● **WHAT IS BEING ASKED**: Pick out the lines below that contain the string "candidate" and copy them all.

SUPPLIED DATA below:

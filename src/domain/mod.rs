// ==========================================
// 车间物资配送排期系统 - 领域模型层
// ==========================================
// 职责: 定义领域实体、类型、日期令牌接口
// 红线: 不含文件读取逻辑,不含引擎逻辑
// ==========================================

pub mod calendar;
pub mod catalog;
pub mod delivery;
pub mod selection;
pub mod types;
pub mod workshop;

// 重导出核心类型
pub use calendar::{CalendarDay, DayToken, DayWindow, CANONICAL_DATE_FORMAT, DEFAULT_WINDOW_DAYS};
pub use catalog::{MaterialCatalog, DEFAULT_MATERIALS};
pub use delivery::DeliveryEntry;
pub use selection::{DaySelection, SelectionError};
pub use types::{CoverageGap, CoverageGapKind, GroupingView};
pub use workshop::{QuotaMap, Workshop, MAX_QUOTA};
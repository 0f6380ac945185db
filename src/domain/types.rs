// ==========================================
// 车间物资配送排期系统 - 领域类型定义
// ==========================================
// 覆盖缺口 (coverage gap) 与视图类型
// ==========================================

use serde::{Deserialize, Serialize};
use std::fmt;
use std::str::FromStr;

// ==========================================
// 覆盖缺口类型 (Coverage Gap Kind)
// ==========================================
// 本轮未排产的配额；不是调用方错误，不自动补偿
#[derive(Debug, Clone, Copy, PartialEq, Eq, Hash, Serialize, Deserialize)]
#[serde(rename_all = "SCREAMING_SNAKE_CASE")]
pub enum CoverageGapKind {
    SliceExhausted, // 游标已越过有效窗口末尾
    EmptyBurst,     // 裁剪后突发长度为 0
}

impl fmt::Display for CoverageGapKind {
    fn fmt(&self, f: &mut fmt::Formatter<'_>) -> fmt::Result {
        match self {
            CoverageGapKind::SliceExhausted => write!(f, "SLICE_EXHAUSTED"),
            CoverageGapKind::EmptyBurst => write!(f, "EMPTY_BURST"),
        }
    }
}

// ==========================================
// CoverageGap - 覆盖缺口
// ==========================================
#[derive(Debug, Clone, PartialEq, Eq, Serialize, Deserialize)]
pub struct CoverageGap {
    pub workshop_id: String,
    pub material: String,
    pub quota: u64,            // 未排产配额（吨）
    pub kind: CoverageGapKind,
}

// ==========================================
// 分组视图 (Grouping View)
// ==========================================
#[derive(Debug, Clone, Copy, PartialEq, Eq, Default, Serialize, Deserialize)]
#[serde(rename_all = "snake_case")]
pub enum GroupingView {
    #[default]
    Day,      // 按日
    Workshop, // 按车间/阶段
}

impl fmt::Display for GroupingView {
    fn fmt(&self, f: &mut fmt::Formatter<'_>) -> fmt::Result {
        match self {
            GroupingView::Day => write!(f, "day"),
            GroupingView::Workshop => write!(f, "workshop"),
        }
    }
}

impl FromStr for GroupingView {
    type Err = String;

    fn from_str(s: &str) -> Result<Self, Self::Err> {
        match s.trim().to_lowercase().as_str() {
            "day" => Ok(GroupingView::Day),
            "workshop" => Ok(GroupingView::Workshop),
            other => Err(format!("未知视图: {}（可选 day / workshop）", other)),
        }
    }
}
// ==========================================
// 集成测试共用辅助模块
// ==========================================

#![allow(dead_code)]

pub mod test_data_builder;
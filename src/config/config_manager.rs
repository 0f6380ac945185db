// ==========================================
// 车间物资配送排期系统 - 配置管理器
// ==========================================
// 职责: 配置加载、校验、命令行覆写
// 存储: JSON 文件（显式路径 > 用户配置目录 > 内置默认值）
// ==========================================

use crate::config::distribution_config::DistributionConfig;
use std::collections::HashSet;
use std::path::{Path, PathBuf};
use thiserror::Error;
use tracing::{debug, info};

/// 用户配置目录下的子目录名
pub const CONFIG_DIR_NAME: &str = "workshop-distribution";
/// 配置文件名
pub const CONFIG_FILE_NAME: &str = "config.json";

/// 配置错误类型
#[derive(Error, Debug)]
pub enum ConfigError {
    #[error("配置文件读取失败 ({path}): {source}")]
    Read {
        path: String,
        #[source]
        source: std::io::Error,
    },

    #[error("配置文件格式错误 ({path}): {source}")]
    Parse {
        path: String,
        #[source]
        source: serde_json::Error,
    },

    #[error("配置值错误 (key: {key}): {message}")]
    InvalidValue { key: String, message: String },
}

pub type ConfigResult<T> = Result<T, ConfigError>;

// ==========================================
// ConfigManager - 配置管理器
// ==========================================
#[derive(Debug)]
pub struct ConfigManager {
    config: DistributionConfig,
    source: Option<PathBuf>,
}

impl ConfigManager {
    /// 从内置默认值创建
    pub fn with_defaults() -> Self {
        Self {
            config: DistributionConfig::default(),
            source: None,
        }
    }

    /// 从指定文件加载并校验
    pub fn from_file(path: &Path) -> ConfigResult<Self> {
        let raw = std::fs::read_to_string(path).map_err(|source| ConfigError::Read {
            path: path.display().to_string(),
            source,
        })?;
        let config: DistributionConfig =
            serde_json::from_str(&raw).map_err(|source| ConfigError::Parse {
                path: path.display().to_string(),
                source,
            })?;
        validate(&config)?;

        info!(path = %path.display(), "已加载配置文件");
        Ok(Self {
            config,
            source: Some(path.to_path_buf()),
        })
    }

    /// 加载配置
    ///
    /// # 参数
    /// - explicit: 命令行指定的路径（存在即必须可读）
    ///
    /// # 说明
    /// 未指定时尝试 `<config_dir>/workshop-distribution/config.json`，
    /// 不存在则使用默认值。
    pub fn load(explicit: Option<&Path>) -> ConfigResult<Self> {
        if let Some(path) = explicit {
            return Self::from_file(path);
        }

        match default_config_path() {
            Some(path) if path.exists() => Self::from_file(&path),
            _ => {
                debug!("未找到配置文件，使用默认配置");
                Ok(Self::with_defaults())
            }
        }
    }

    pub fn config(&self) -> &DistributionConfig {
        &self.config
    }

    pub fn source(&self) -> Option<&Path> {
        self.source.as_deref()
    }

    /// 命令行覆写 seed
    pub fn override_seed(&mut self, seed: Option<u64>) {
        if seed.is_some() {
            self.config.seed = seed;
        }
    }

    /// 命令行覆写覆盖天数
    pub fn override_coverage_days(&mut self, coverage_days: Option<usize>) -> ConfigResult<()> {
        if let Some(days) = coverage_days {
            let mut candidate = self.config.clone();
            candidate.coverage_days = days;
            validate(&candidate)?;
            self.config = candidate;
        }
        Ok(())
    }

    pub fn into_config(self) -> DistributionConfig {
        self.config
    }
}

/// 默认配置文件路径
pub fn default_config_path() -> Option<PathBuf> {
    dirs::config_dir().map(|dir| dir.join(CONFIG_DIR_NAME).join(CONFIG_FILE_NAME))
}

/// 校验配置
pub fn validate(config: &DistributionConfig) -> ConfigResult<()> {
    if config.coverage_days == 0 {
        return Err(invalid("coverage_days", "必须大于 0"));
    }
    if config.window_days == 0 {
        return Err(invalid("window_days", "必须大于 0"));
    }
    if config.burst_min_days == 0 {
        return Err(invalid("burst_min_days", "必须大于 0"));
    }
    if config.burst_min_days > config.burst_max_days {
        return Err(invalid(
            "burst_max_days",
            &format!(
                "不能小于 burst_min_days ({} > {})",
                config.burst_min_days, config.burst_max_days
            ),
        ));
    }
    if !(0.0..1.0).contains(&config.jitter_ratio) {
        return Err(invalid("jitter_ratio", "必须在 [0, 1) 区间内"));
    }

    let mut seen = HashSet::new();
    for material in &config.material_catalog {
        if material.trim().is_empty() {
            return Err(invalid("material_catalog", "物资标识不能为空"));
        }
        if !seen.insert(material.as_str()) {
            return Err(invalid("material_catalog", &format!("重复物资: {}", material)));
        }
    }
    Ok(())
}

fn invalid(key: &str, message: &str) -> ConfigError {
    ConfigError::InvalidValue {
        key: key.to_string(),
        message: message.to_string(),
    }
}
//! Schema walking - turns a schema definition into a field tree.

use serde::{Deserialize, Serialize};
use serde_json::Value;
use tracing::{debug, warn};

use crate::capability::{ChoiceCapable, SchemaCapable, SchemaSource};
use crate::definition::FieldDecl;
use crate::error::ExtractError;
use crate::types::{ExclusionSet, Settings, LIST_PLACEHOLDER};

/// One entry of a walked field tree.
#[derive(Debug, Clone, PartialEq, Serialize, Deserialize)]
pub struct FieldNode {
    pub name: String,
    pub kind: String,
    pub required: bool,
    pub label: String,
    pub description: String,
    pub is_many: bool,
    /// Present only for choice fields.
    #[serde(default, skip_serializing_if = "Option::is_none")]
    pub choices: Option<Vec<(Value, String)>>,
    /// Present only for nested and array-of-nested fields.
    #[serde(default, skip_serializing_if = "Option::is_none")]
    pub children: Option<Vec<FieldNode>>,
}

/// Walks schemas resolved through a [`SchemaSource`].
pub struct Walker<'a> {
    source: &'a dyn SchemaSource,
    settings: &'a Settings,
}

impl<'a> Walker<'a> {
    pub fn new(source: &'a dyn SchemaSource, settings: &'a Settings) -> Self {
        Self { source, settings }
    }

    /// Walk `schema` into a field tree, skipping top-level fields in `exclude`.
    ///
    /// An absent or unknown schema yields an empty tree. Exclusions apply to
    /// this schema only, never to the schemas nested inside it.
    ///
    /// # Errors
    ///
    /// Returns `ExtractError::SchemaTooDeep` when nesting exceeds
    /// `Settings::max_depth`, which is how a self-referential schema ends.
    pub fn walk(
        &self,
        schema: Option<&str>,
        exclude: &ExclusionSet,
    ) -> Result<Vec<FieldNode>, ExtractError> {
        self.walk_at(schema, exclude, 0)
    }

    fn walk_at(
        &self,
        schema: Option<&str>,
        exclude: &ExclusionSet,
        depth: usize,
    ) -> Result<Vec<FieldNode>, ExtractError> {
        let Some(name) = schema else {
            return Ok(Vec::new());
        };

        if depth > self.settings.max_depth {
            return Err(ExtractError::SchemaTooDeep {
                schema: name.to_string(),
                limit: self.settings.max_depth,
            });
        }

        let Some(def) = self.source.schema(name) else {
            warn!(schema = name, "unknown schema reference, walking as empty");
            return Ok(Vec::new());
        };

        let mut nodes = Vec::new();

        if let Some(child) = def.list_child() {
            let children = self.walk_at(Some(child), exclude, depth + 1)?;
            nodes.push(FieldNode {
                name: def.field_name().unwrap_or(LIST_PLACEHOLDER).to_string(),
                kind: def.kind().to_string(),
                required: def.required(),
                label: def.label().unwrap_or_default().to_string(),
                description: def.description().unwrap_or_default().to_string(),
                is_many: true,
                choices: None,
                children: Some(children),
            });
        }

        let Some(fields) = def.fields() else {
            if def.list_child().is_none() {
                debug!(schema = name, "schema does not enumerate fields");
            }
            return Ok(nodes);
        };

        for field in fields {
            if exclude.contains(&field.name) {
                continue;
            }
            nodes.push(self.field_node(def, field, depth)?);
        }

        Ok(nodes)
    }

    fn field_node(
        &self,
        parent: &dyn SchemaCapable,
        field: &FieldDecl,
        depth: usize,
    ) -> Result<FieldNode, ExtractError> {
        if field.is_method_field() {
            if let Some(node) = self.method_field_node(parent, field, depth)? {
                return Ok(node);
            }
        }

        let children = match field.schema.as_deref() {
            Some(nested) => Some(self.nested_children(nested, depth + 1)?),
            None => None,
        };
        // an array-of-schema reference is array-valued whether or not `many` is set
        let is_many = field.many
            || field
                .schema
                .as_deref()
                .and_then(|nested| self.source.schema(nested))
                .is_some_and(|def| def.list_child().is_some());

        Ok(FieldNode {
            name: field.name.clone(),
            kind: field.kind.clone(),
            required: field.required,
            label: field.label.clone().unwrap_or_default(),
            description: field.help_text.clone().unwrap_or_default(),
            is_many,
            choices: field.choices().map(<[_]>::to_vec),
            children,
        })
    }

    /// Re-point a computed field at the schema documenting it, if any.
    fn method_field_node(
        &self,
        parent: &dyn SchemaCapable,
        field: &FieldDecl,
        depth: usize,
    ) -> Result<Option<FieldNode>, ExtractError> {
        let attr = &self.settings.method_fields_attr_name;
        let Some(alternate) = parent.method_field_class(attr, &field.name) else {
            return Ok(None);
        };
        let Some(def) = self.source.schema(alternate) else {
            warn!(
                field = %field.name,
                schema = alternate,
                "method field points at unknown schema"
            );
            return Ok(None);
        };

        Ok(Some(FieldNode {
            name: field.name.clone(),
            kind: def.kind().to_string(),
            required: def.required(),
            label: field.label.clone().unwrap_or_default(),
            description: def.description().unwrap_or_default().to_string(),
            is_many: def.list_child().is_some(),
            choices: None,
            children: Some(self.nested_children(alternate, depth + 1)?),
        }))
    }

    /// Fields of a nested schema; an array-of-schema contributes its child's.
    fn nested_children(&self, name: &str, depth: usize) -> Result<Vec<FieldNode>, ExtractError> {
        let none = ExclusionSet::new();
        match self.source.schema(name).and_then(|def| def.list_child()) {
            Some(child) => self.walk_at(Some(child), &none, depth + 1),
            None => self.walk_at(Some(name), &none, depth),
        }
    }
}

End of SUPPLIED DATA.

● **ANSWER TO THE EXERCISE**:
            let mut candidate = self.config.clone();
            candidate.coverage_days = days;
            validate(&candidate)?;
            self.config = candidate;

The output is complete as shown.